What to produce:
For this exercise, please reproduce the records below word for word, from the first line through the line with "filename src/main.rs".

Given data:
● ● ● ● ●

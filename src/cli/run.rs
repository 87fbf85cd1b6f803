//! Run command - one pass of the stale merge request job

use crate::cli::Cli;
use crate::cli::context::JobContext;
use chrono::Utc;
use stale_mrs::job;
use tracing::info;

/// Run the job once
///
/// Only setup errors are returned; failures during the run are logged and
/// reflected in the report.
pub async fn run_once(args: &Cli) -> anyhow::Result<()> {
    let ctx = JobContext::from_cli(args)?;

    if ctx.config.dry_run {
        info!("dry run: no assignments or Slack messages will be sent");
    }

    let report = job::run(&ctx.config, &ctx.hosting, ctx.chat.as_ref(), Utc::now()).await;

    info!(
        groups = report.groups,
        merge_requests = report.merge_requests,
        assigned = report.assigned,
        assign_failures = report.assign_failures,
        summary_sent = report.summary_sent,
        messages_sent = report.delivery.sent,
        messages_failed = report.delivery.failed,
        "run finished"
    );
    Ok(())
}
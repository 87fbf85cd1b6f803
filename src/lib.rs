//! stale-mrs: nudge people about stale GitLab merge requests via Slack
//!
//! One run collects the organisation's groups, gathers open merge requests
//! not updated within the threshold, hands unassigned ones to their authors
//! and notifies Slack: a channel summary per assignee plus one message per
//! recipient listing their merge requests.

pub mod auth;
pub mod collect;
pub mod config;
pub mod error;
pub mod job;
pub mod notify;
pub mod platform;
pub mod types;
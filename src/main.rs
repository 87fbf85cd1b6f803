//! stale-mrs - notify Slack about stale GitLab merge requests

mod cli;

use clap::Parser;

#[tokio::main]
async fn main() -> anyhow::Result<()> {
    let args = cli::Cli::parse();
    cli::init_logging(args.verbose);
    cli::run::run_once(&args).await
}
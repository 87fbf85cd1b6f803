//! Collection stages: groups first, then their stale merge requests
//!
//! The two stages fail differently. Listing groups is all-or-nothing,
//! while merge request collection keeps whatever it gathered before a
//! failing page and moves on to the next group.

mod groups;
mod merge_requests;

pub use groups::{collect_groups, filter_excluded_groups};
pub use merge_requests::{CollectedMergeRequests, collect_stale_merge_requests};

● ● ● ● ●

Solution for this problem:
filename src/cli/run.rs
repository 87fbf85cd1b6f803
//! Run command - one pass of the stale merge request job

use crate::cli::Cli;
use crate::cli::context::JobContext;
use chrono::Utc;
use stale_mrs::job;
use tracing::info;

/// Run the job once
///
/// Only setup errors are returned; failures during the run are logged and
/// reflected in the report.
pub async fn run_once(args: &Cli) -> anyhow::Result<()> {
    let ctx = JobContext::from_cli(args)?;

    if ctx.config.dry_run {
        info!("dry run: no assignments or Slack messages will be sent");
    }

    let report = job::run(&ctx.config, &ctx.hosting, ctx.chat.as_ref(), Utc::now()).await;

    info!(
        groups = report.groups,
        merge_requests = report.merge_requests,
        assigned = report.assigned,
        assign_failures = report.assign_failures,
        summary_sent = report.summary_sent,
        messages_sent = report.delivery.sent,
        messages_failed = report.delivery.failed,
        "run finished"
    );
    Ok(())
}
repository 87fbf85cd1b6f803
filename src/lib.rs
//! stale-mrs: nudge people about stale GitLab merge requests via Slack
//!
//! One run collects the organisation's groups, gathers open merge requests
//! not updated within the threshold, hands unassigned ones to their authors
//! and notifies Slack: a channel summary per assignee plus one message per
//! recipient listing their merge requests.

pub mod auth;
pub mod collect;
pub mod config;
pub mod error;
pub mod job;
pub mod notify;
pub mod platform;
pub mod types;
filename src/main.rs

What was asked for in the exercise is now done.